Friday, September 20, 2013

Bad Weather At Sporting Events Suddenly Fascinates Americans

Two (sort of) weather related quirks this week have me scratching my head a bit at sporting events affected by storms.
Fans wait out bad weather at the 49ers-Seahawks

The first case is the notion that the nation's second most watched TV show last week was people waiting for rain and lightning to stop at an NFL game.

According to Deadspin, the  NFL lightning delay at a 49ers-Seahawks game outscored "60 Minutes" and "America's Got Talent."  (and even "Duck Dynasty"!) according to Neilson ratings.

Was it that fascinating watching fans and players wait for bad weather to improve? I guess that helps explain the ratings success of The Weather Channel. People will watch all kinds of things weather related, apparently. 

Of course, the designation of the NFL lightning delay as the second most watched show last week is a bit of a quirk.  I'm sure most of those viewers were just people who left their TVs on, so they could hear when the actual game started. 

NFL games are always played in bad weather, of course. But lightning is an exception. The 49ers-Seahawks game was delayed until after thunderstorms passed. 

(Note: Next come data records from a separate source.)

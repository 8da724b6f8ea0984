//! Manifest and pointer files.

use crate::error::{Result, SitemapError};
use crate::model::{SiteUrl, MANIFEST_FILE};
use crate::xml::{self, IndexEntry};
use chrono::{DateTime, Utc};
use std::path::{Path, PathBuf};
use tracing::info;

/// Paths of the files written by [`write_index`].
#[derive(Debug, Clone)]
pub struct IndexFiles {
    pub manifest: PathBuf,
    pub pointer: PathBuf,
}

/// Write the manifest listing `segments` (in the given order) into
/// `output_dir`, then overwrite the pointer at `pointer_path` so it references
/// the manifest. Every entry shares `generated_at` as its `<lastmod>`.
pub async fn write_index(
    output_dir: &Path,
    pointer_path: &Path,
    segments: &[String],
    site: &SiteUrl,
    generated_at: DateTime<Utc>,
) -> Result<IndexFiles> {
    let entries: Vec<IndexEntry> = segments
        .iter()
        .map(|file| IndexEntry {
            loc: site.sitemap_file_url(file),
            lastmod: Some(generated_at),
        })
        .collect();

    let manifest = output_dir.join(MANIFEST_FILE);
    write_file(&manifest, xml::render_sitemap_index(&entries)?).await?;
    info!(file = %manifest.display(), entries = entries.len(), "wrote manifest");

    let pointer_entry = IndexEntry {
        loc: site.sitemap_file_url(MANIFEST_FILE),
        lastmod: Some(generated_at),
    };
    if let Some(parent) = pointer_path.parent().filter(|p| !p.as_os_str().is_empty()) {
        tokio::fs::create_dir_all(parent)
            .await
            .map_err(|e| SitemapError::io(parent, e))?;
    }
    write_file(pointer_path, xml::render_sitemap_index(&[pointer_entry])?).await?;
    info!(file = %pointer_path.display(), "wrote index pointer");

    Ok(IndexFiles {
        manifest,
        pointer: pointer_path.to_path_buf(),
    })
}

async fn write_file(path: &Path, body: Vec<u8>) -> Result<()> {
    tokio::fs::write(path, body)
        .await
        .map_err(|e| SitemapError::io(path, e))
}
//! Sitemap protocol documents: `<urlset>` segments and `<sitemapindex>` indexes.
//!
//! Writing goes through `quick_xml::Writer` so every location is escaped.
//! Reading is a small event loop that only collects `<loc>` values, enough to
//! verify a generated set.

use crate::error::{Result, SitemapError};
use crate::model::{format_timestamp, UrlRecord};
use chrono::{DateTime, Utc};
use quick_xml::events::{BytesDecl, BytesEnd, BytesStart, BytesText, Event};
use quick_xml::{Reader, Writer};

/// Namespace of the sitemap protocol.
pub const SITEMAP_NS: &str = "http://www.sitemaps.org/schemas/sitemap/0.9";

/// One `<sitemap>` entry of an index document.
#[derive(Debug, Clone, PartialEq)]
pub struct IndexEntry {
    pub loc: String,
    pub lastmod: Option<DateTime<Utc>>,
}

/// Root element of a parsed document.
#[derive(Debug, Clone, Copy, PartialEq, Eq)]
pub enum DocumentKind {
    UrlSet,
    SitemapIndex,
}

/// Locations found in a parsed document, in document order.
#[derive(Debug, Clone)]
pub struct ParsedDocument {
    pub kind: DocumentKind,
    pub locs: Vec<String>,
}

/// Render a `<urlset>` holding `records`. Absent optional fields are omitted.
pub fn render_urlset(records: &[UrlRecord]) -> Result<Vec<u8>> {
    let mut w = new_writer()?;
    let mut root = BytesStart::new("urlset");
    root.push_attribute(("xmlns", SITEMAP_NS));
    w.write_event(Event::Start(root)).map_err(SitemapError::xml)?;

    for record in records {
        w.write_event(Event::Start(BytesStart::new("url")))
            .map_err(SitemapError::xml)?;
        text_element(&mut w, "loc", &record.loc)?;
        if let Some(ts) = &record.lastmod {
            text_element(&mut w, "lastmod", &format_timestamp(ts))?;
        }
        if let Some(freq) = record.changefreq {
            text_element(&mut w, "changefreq", freq.as_str())?;
        }
        if let Some(priority) = record.priority {
            text_element(&mut w, "priority", &format!("{priority:.1}"))?;
        }
        w.write_event(Event::End(BytesEnd::new("url")))
            .map_err(SitemapError::xml)?;
    }

    w.write_event(Event::End(BytesEnd::new("urlset")))
        .map_err(SitemapError::xml)?;
    Ok(finish(w))
}

/// Render a `<sitemapindex>` listing `entries`.
pub fn render_sitemap_index(entries: &[IndexEntry]) -> Result<Vec<u8>> {
    let mut w = new_writer()?;
    let mut root = BytesStart::new("sitemapindex");
    root.push_attribute(("xmlns", SITEMAP_NS));
    w.write_event(Event::Start(root)).map_err(SitemapError::xml)?;

    for entry in entries {
        w.write_event(Event::Start(BytesStart::new("sitemap")))
            .map_err(SitemapError::xml)?;
        text_element(&mut w, "loc", &entry.loc)?;
        if let Some(ts) = &entry.lastmod {
            text_element(&mut w, "lastmod", &format_timestamp(ts))?;
        }
        w.write_event(Event::End(BytesEnd::new("sitemap")))
            .map_err(SitemapError::xml)?;
    }

    w.write_event(Event::End(BytesEnd::new("sitemapindex")))
        .map_err(SitemapError::xml)?;
    Ok(finish(w))
}

/// Parse a `<urlset>` or `<sitemapindex>` document and collect its locations.
pub fn parse_locs(xml: &str) -> Result<ParsedDocument> {
    let mut reader = Reader::from_str(xml);
    reader.config_mut().trim_text(true);
    let mut buf = Vec::new();

    let mut kind = None;
    let mut in_loc = false;
    let mut locs = Vec::new();

    loop {
        match reader.read_event_into(&mut buf) {
            Ok(Event::Start(ref e)) => match e.local_name().as_ref() {
                b"urlset" if kind.is_none() => kind = Some(DocumentKind::UrlSet),
                b"sitemapindex" if kind.is_none() => kind = Some(DocumentKind::SitemapIndex),
                b"loc" => in_loc = true,
                _ => {}
            },
            Ok(Event::Text(ref e)) if in_loc => {
                let text = e.unescape().map_err(SitemapError::xml)?;
                locs.push(text.trim().to_string());
            }
            Ok(Event::End(ref e)) => {
                if e.local_name().as_ref() == b"loc" {
                    in_loc = false;
                }
            }
            Ok(Event::Eof) => break,
            Err(e) => {
                return Err(SitemapError::Xml(format!(
                    "malformed document at byte {}: {e}",
                    reader.buffer_position()
                )))
            }
            _ => {}
        }
        buf.clear();
    }

    let kind = kind.ok_or_else(|| SitemapError::Xml("no <urlset> or <sitemapindex> root".into()))?;
    Ok(ParsedDocument { kind, locs })
}

fn new_writer() -> Result<Writer<Vec<u8>>> {
    let mut w = Writer::new_with_indent(Vec::new(), b' ', 2);
    w.write_event(Event::Decl(BytesDecl::new("1.0", Some("UTF-8"), None)))
        .map_err(SitemapError::xml)?;
    Ok(w)
}

fn text_element(w: &mut Writer<Vec<u8>>, name: &str, value: &str) -> Result<()> {
    w.write_event(Event::Start(BytesStart::new(name)))
        .map_err(SitemapError::xml)?;
    w.write_event(Event::Text(BytesText::new(value)))
        .map_err(SitemapError::xml)?;
    w.write_event(Event::End(BytesEnd::new(name)))
        .map_err(SitemapError::xml)?;
    Ok(())
}

fn finish(w: Writer<Vec<u8>>) -> Vec<u8> {
    let mut out = w.into_inner();
    out.push(b'\n');
    out
}

#[cfg(test)]
mod tests {
    use super::*;
    use crate::model::ChangeFreq;
    use chrono::TimeZone;

    fn record(loc: &str) -> UrlRecord {
        UrlRecord {
            loc: loc.to_string(),
            lastmod: None,
            changefreq: None,
            priority: None,
        }
    }

    #[test]
    fn test_urlset_omits_absent_fields() {
        let body = render_urlset(&[record("https://example.com/")]).unwrap();
        let xml = String::from_utf8(body).unwrap();
        assert!(xml.starts_with(r#"<?xml version="1.0" encoding="UTF-8"?>"#));
        assert!(xml.contains(r#"<urlset xmlns="http://www.sitemaps.org/schemas/sitemap/0.9">"#));
        assert!(xml.contains("<loc>https://example.com/</loc>"));
        assert!(!xml.contains("lastmod"));
        assert!(!xml.contains("changefreq"));
        assert!(!xml.contains("priority"));
    }

    #[test]
    fn test_urlset_full_entry() {
        let ts = Utc.with_ymd_and_hms(2020, 2, 3, 4, 5, 6).unwrap();
        let rec = UrlRecord {
            loc: "https://example.com/company/acme".into(),
            lastmod: Some(ts),
            changefreq: Some(ChangeFreq::Monthly),
            priority: Some(0.8),
        };
        let xml = String::from_utf8(render_urlset(&[rec]).unwrap()).unwrap();
        assert!(xml.contains("<lastmod>2020-02-03T04:05:06.000Z</lastmod>"));
        assert!(xml.contains("<changefreq>monthly</changefreq>"));
        assert!(xml.contains("<priority>0.8</priority>"));
    }

    #[test]
    fn test_locations_are_escaped() {
        let body = render_urlset(&[record("https://example.com/?a=1&b=2")]).unwrap();
        let xml = String::from_utf8(body).unwrap();
        assert!(xml.contains("a=1&amp;b=2"));

        let parsed = parse_locs(&xml).unwrap();
        assert_eq!(parsed.kind, DocumentKind::UrlSet);
        assert_eq!(parsed.locs, vec!["https://example.com/?a=1&b=2"]);
    }

    #[test]
    fn test_index_lists_entries_in_order() {
        let ts = Utc.with_ymd_and_hms(2026, 10, 16, 0, 0, 0).unwrap();
        let entries: Vec<IndexEntry> = ["a.xml", "b.xml"]
            .iter()
            .map(|f| IndexEntry {
                loc: format!("https://example.com/sitemaps/{f}"),
                lastmod: Some(ts),
            })
            .collect();
        let xml = String::from_utf8(render_sitemap_index(&entries).unwrap()).unwrap();
        assert_eq!(xml.matches("<lastmod>2026-10-16T00:00:00.000Z</lastmod>").count(), 2);

        let parsed = parse_locs(&xml).unwrap();
        assert_eq!(parsed.kind, DocumentKind::SitemapIndex);
        assert_eq!(
            parsed.locs,
            vec![
                "https://example.com/sitemaps/a.xml",
                "https://example.com/sitemaps/b.xml"
            ]
        );
    }

    #[test]
    fn test_parse_rejects_unknown_root() {
        assert!(parse_locs("<rss><channel/></rss>").is_err());
    }

    #[test]
    fn test_empty_urlset_parses() {
        let xml = String::from_utf8(render_urlset(&[]).unwrap()).unwrap();
        let parsed = parse_locs(&xml).unwrap();
        assert!(parsed.locs.is_empty());
    }
}
//! Capped single-file sitemap of the most recently registered companies.
//!
//! Unlike a full generation run this never touches the output directory or
//! the index files; it renders one `<urlset>` for the caller to place.

use crate::config::GeneratorConfig;
use crate::error::{Result, SitemapError};
use crate::model::{UrlRecord, MAX_URLS_PER_SEGMENT};
use crate::source::CompanySource;
use crate::xml;
use chrono::{DateTime, Utc};
use tracing::info;

/// A rendered preview document.
#[derive(Debug, Clone)]
pub struct Preview {
    pub records: Vec<UrlRecord>,
    pub body: Vec<u8>,
}

/// Render static pages followed by up to `limit` newest companies.
///
/// The document stays within one segment's capacity, so `limit` is clamped to
/// whatever room the static pages leave.
pub async fn render_preview(
    config: &GeneratorConfig,
    source: &mut dyn CompanySource,
    limit: usize,
    now: DateTime<Utc>,
) -> Result<Preview> {
    let site = config.site()?;
    let room = MAX_URLS_PER_SEGMENT.saturating_sub(config.static_entries.len());
    if room == 0 {
        return Err(SitemapError::Config("static entries fill the whole preview".into()));
    }
    let limit = limit.min(room);

    let companies = source.fetch_recent(limit).await?;
    let mut records: Vec<UrlRecord> = config
        .static_entries
        .iter()
        .map(|e| e.to_record(&site))
        .collect();
    records.extend(
        companies
            .iter()
            .take(limit)
            .map(|row| UrlRecord::from_company(row, &site, now)),
    );

    let body = xml::render_urlset(&records)?;
    info!(urls = records.len(), companies = companies.len().min(limit), "rendered preview");
    Ok(Preview { records, body })
}

#[cfg(test)]
mod tests {
    use super::*;
    use crate::model::CompanyRow;
    use crate::source::testing::MemorySource;
    use chrono::TimeZone;

    fn dated(id: i64, year: i32) -> CompanyRow {
        CompanyRow {
            id,
            slug: None,
            registered_at: Some(Utc.with_ymd_and_hms(year, 1, 1, 0, 0, 0).unwrap()),
            status: None,
        }
    }

    #[tokio::test]
    async fn test_newest_first_after_static() {
        let config = GeneratorConfig::default();
        let mut source = MemorySource::new(vec![dated(1, 1999), dated(2, 2024), dated(3, 2010)]);

        let preview = render_preview(&config, &mut source, 2, Utc::now()).await.unwrap();
        let locs: Vec<&str> = preview.records.iter().map(|r| r.loc.as_str()).collect();
        assert_eq!(locs.len(), 9);
        assert_eq!(locs[0], "http://localhost:3000/");
        assert_eq!(locs[7], "http://localhost:3000/company/2");
        assert_eq!(locs[8], "http://localhost:3000/company/3");
    }

    #[tokio::test]
    async fn test_limit_clamped_to_capacity() {
        let config = GeneratorConfig::default();
        let mut source = MemorySource::with_rows(MAX_URLS_PER_SEGMENT + 10);

        let preview = render_preview(&config, &mut source, usize::MAX, Utc::now())
            .await
            .unwrap();
        assert_eq!(preview.records.len(), MAX_URLS_PER_SEGMENT);
        let parsed = xml::parse_locs(std::str::from_utf8(&preview.body).unwrap()).unwrap();
        assert_eq!(parsed.locs.len(), MAX_URLS_PER_SEGMENT);
    }
}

The importance of delaying or cancelling sporting events due to lightning was driven home by a video of a football game half time performance in Florida that has gone viral.

The marching band was just finishing up when a lightning bolt hit a tree just off the field. Luckily, nobody was hurt, but the video demonstrates why most high schools and colleges stop games at the first rumble of thunder.

Supposedly, the bolt of lightning at the Florida high school game was the first indication a storm was brewing.  The game was eventually called at half time as the lightning danger lingered.